Toutes les personnes qui suivent une formation diplômante, en détention ou par correspondance, sont admises à se présenter aux examens qui la sanctionnent lorsque le service de l’enseignement estime leur préparation suffisante. Après avis des services compétents du ministère de l’Education nationale, le détenu peut également se présenter aux épreuves écrites ou orales de tous les autres examens organisés dans le lieu où il est incarcéré, sauf opposition du chef d’établissement. Dans tous les cas, les inscriptions sont réalisées par le service de l’enseignement en lien étroit avec le service en charge des examens dans l’académie. Afin d’éviter des transferts inopportuns des candidats d’un établissement à un autre, les enseignants communiquent à la direction de la prison et à la direction régionale des services pénitentiaires la liste des personnes inscrites à des examens et les dates prévues pour les épreuves. « Dans la mesure du possible », aucun candidat ne doit faire l’objet d’un transfert à l’approche d’un examen sauf s’il le demande ou en raisons de circonstances exceptionnelles (motifs d’ordre et de sécurité, raisons sanitaires). Les épreuves se déroulent, en principe, à l’intérieur de l’établissement pénitentiaire. Si cela s’avère impossible, les candidats sont escortés jusqu’au lieu de l’examen. Si leur situation pénale le permet, les candidats peuvent bénéficier d’une permission de sortir pour se rendre aux épreuves. Le cas échéant, l’attestation du diplôme obtenu ne fait pas apparaître l’état de détention de l’intéressé.
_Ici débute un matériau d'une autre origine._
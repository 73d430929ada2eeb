//! Listing Images
//!
//! Uploaded images are previewed through a [`PreviewRegistry`]. Each preview is owned by a
//! [`PreviewHandle`] which revokes it when dropped, so removing an image, clearing a draft or
//! dropping the wizard always releases the preview.

use std::{
    fmt,
    sync::{
        Arc, Mutex,
        atomic::{AtomicU64, Ordering},
    },
};

use rustc_hash::FxHashSet;
use serde::{Deserialize, Serialize};
use slotmap::new_key_type;

use crate::{
    limits::{MAX_IMAGE_BYTES, SUPPORTED_IMAGE_TYPES},
    listings::DraftError,
};

new_key_type! {
    /// Image Key
    pub struct ImageKey;
}

/// Image chosen by the seller.
#[derive(Debug, Clone, PartialEq, Eq, Serialize, Deserialize)]
pub struct ImageUpload {
    /// File name
    pub name: String,

    /// MIME type, e.g. `image/png`
    pub mime_type: String,

    /// File size in bytes
    pub size_bytes: u64,
}

impl ImageUpload {
    /// Create an upload description.
    pub fn new(name: impl Into<String>, mime_type: impl Into<String>, size_bytes: u64) -> Self {
        Self {
            name: name.into(),
            mime_type: mime_type.into(),
            size_bytes,
        }
    }

    /// Guess the MIME type from the file extension.
    pub fn from_file_name(name: impl Into<String>, size_bytes: u64) -> Self {
        let name = name.into();
        let extension = name
            .rsplit_once('.')
            .map(|(_, extension)| extension.to_lowercase())
            .unwrap_or_default();

        let mime_type = match extension.as_str() {
            "jpg" | "jpeg" => "image/jpeg",
            "png" => "image/png",
            "webp" => "image/webp",
            "gif" => "image/gif",
            _ => "application/octet-stream",
        };

        Self::new(name, mime_type, size_bytes)
    }

    /// Check the type and size limits.
    ///
    /// # Errors
    ///
    /// Returns [`DraftError::UnsupportedImageType`] or [`DraftError::ImageTooLarge`].
    pub fn validate(&self) -> Result<(), DraftError> {
        if !SUPPORTED_IMAGE_TYPES.contains(&self.mime_type.as_str()) {
            return Err(DraftError::UnsupportedImageType(self.mime_type.clone()));
        }

        if self.size_bytes > MAX_IMAGE_BYTES {
            return Err(DraftError::ImageTooLarge {
                name: self.name.clone(),
                size_bytes: self.size_bytes,
            });
        }

        Ok(())
    }
}

/// Creates and revokes image preview URLs.
pub trait PreviewRegistry: fmt::Debug + Send + Sync {
    /// Create a preview URL for an upload.
    fn create(&self, upload: &ImageUpload) -> String;

    /// Release a preview URL created by this registry.
    fn revoke(&self, url: &str);
}

/// Owns one preview URL and revokes it on drop.
#[derive(Debug)]
pub struct PreviewHandle {
    url: String,
    registry: Arc<dyn PreviewRegistry>,
}

impl PreviewHandle {
    /// Create a preview for `upload` in `registry`.
    pub fn create(registry: &Arc<dyn PreviewRegistry>, upload: &ImageUpload) -> Self {
        Self {
            url: registry.create(upload),
            registry: Arc::clone(registry),
        }
    }

    /// Preview URL
    pub fn url(&self) -> &str {
        &self.url
    }
}

impl Drop for PreviewHandle {
    fn drop(&mut self) {
        self.registry.revoke(&self.url);
    }
}

/// Image held by a draft together with its preview.
#[derive(Debug)]
pub struct DraftImage {
    upload: ImageUpload,
    preview: PreviewHandle,
}

impl DraftImage {
    pub(crate) fn new(upload: ImageUpload, preview: PreviewHandle) -> Self {
        Self { upload, preview }
    }

    /// Uploaded file
    pub fn upload(&self) -> &ImageUpload {
        &self.upload
    }

    /// Preview URL
    pub fn preview_url(&self) -> &str {
        self.preview.url()
    }
}

/// Preview registry that hands out `blob:` style URLs and tracks which are still live.
#[derive(Debug, Default)]
pub struct InMemoryPreviews {
    next: AtomicU64,
    live: Mutex<FxHashSet<String>>,
}

impl InMemoryPreviews {
    /// Create an empty registry.
    pub fn new() -> Self {
        Self::default()
    }

    /// Create a shared registry.
    pub fn shared() -> Arc<Self> {
        Arc::new(Self::new())
    }

    /// Number of previews not yet revoked.
    pub fn live_count(&self) -> usize {
        self.live.lock().map_or(0, |live| live.len())
    }

    /// Check if a preview URL is still live.
    pub fn is_live(&self, url: &str) -> bool {
        self.live.lock().is_ok_and(|live| live.contains(url))
    }
}

impl PreviewRegistry for InMemoryPreviews {
    fn create(&self, upload: &ImageUpload) -> String {
        let id = self.next.fetch_add(1, Ordering::Relaxed);
        let url = format!("blob:nab-market/{id}/{}", upload.name);

        if let Ok(mut live) = self.live.lock() {
            live.insert(url.clone());
        }

        url
    }

    fn revoke(&self, url: &str) {
        if let Ok(mut live) = self.live.lock() {
            live.remove(url);
        }
    }
}

#[cfg(test)]
mod tests {
    use super::*;

    #[test]
    fn upload_rejects_unsupported_type() {
        let upload = ImageUpload::new("notes.pdf", "application/pdf", 1024);

        assert_eq!(
            upload.validate(),
            Err(DraftError::UnsupportedImageType("application/pdf".to_string()))
        );
    }

    #[test]
    fn upload_rejects_oversize_file() {
        let upload = ImageUpload::new("huge.png", "image/png", MAX_IMAGE_BYTES + 1);

        assert!(matches!(
            upload.validate(),
            Err(DraftError::ImageTooLarge { size_bytes, .. }) if size_bytes == MAX_IMAGE_BYTES + 1
        ));
    }

    #[test]
    fn mime_type_from_extension() {
        assert_eq!(ImageUpload::from_file_name("desk.JPG", 10).mime_type, "image/jpeg");
        assert_eq!(ImageUpload::from_file_name("desk.webp", 10).mime_type, "image/webp");
        assert_eq!(
            ImageUpload::from_file_name("desk", 10).mime_type,
            "application/octet-stream"
        );
    }

    #[test]
    fn handle_revokes_on_drop() {
        let previews = InMemoryPreviews::shared();
        let registry: Arc<dyn PreviewRegistry> = previews.clone();
        let upload = ImageUpload::new("desk.png", "image/png", 10);

        let handle = PreviewHandle::create(&registry, &upload);
        let url = handle.url().to_string();

        assert!(previews.is_live(&url));

        drop(handle);

        assert!(!previews.is_live(&url));
        assert_eq!(previews.live_count(), 0);
    }
}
466 Quelles démarches le détenu doit-il effectuer pour poursuivre ou entamer un enseignement à la sortie ?
Les services d’enseignement doivent assurer la continuité des actions entreprises en détention avec le milieu libre. Dans cette perspective, il appartient au SPIP, en coordination avec les personnels enseignants, de prendre contact avec les organismes institutionnels ou associatifs susceptibles de relayer l’enseignement dispensé en milieu fermé. Avant la libération, le service de l’enseignement est chargé de communiquer au SPIP toutes les informations relatives au processus de formation entamé en détention par une personne qui se voit imposer un suivi en milieu ouvert afin d’en assurer la continuité ou la valorisation. Dans tous les cas, tout doit être mis en œuvre pour assurer la rescolarisation des mineurs libérés, et permettre à chaque personne s’étant préparée à un examen de s’y présenter après sa sortie. A cette fin, les acteurs de l’enseignement doivent travailler en liaison avec les CIO (centres d’information et d’orientation) de l’Education nationale et les inspecteurs d’académie compétents. A sa sortie de prison, toute personne souhaitant reprendre ou poursuivre des études peut s’adresser à un CIO afin de réaliser un bilan gratuit de sa situation, obtenir des conseils et des informations sur les différentes filières de formation accessibles, les modalités d’inscription, et les possibilités de bourses d’études. Par ailleurs, à tout moment de l’année, un cursus de formation par correspondance peut être entamé par l’intermédiaire des organismes d’enseignement à distance. L’association Auxilia notamment propose aux personnes sortant de prison la même gamme de prescriptions et les mêmes tarifs que ceux pratiqués en détention. Le CNED, quand à lui, assure des formations dans un plus vaste domaine mais à des prix plus élevés.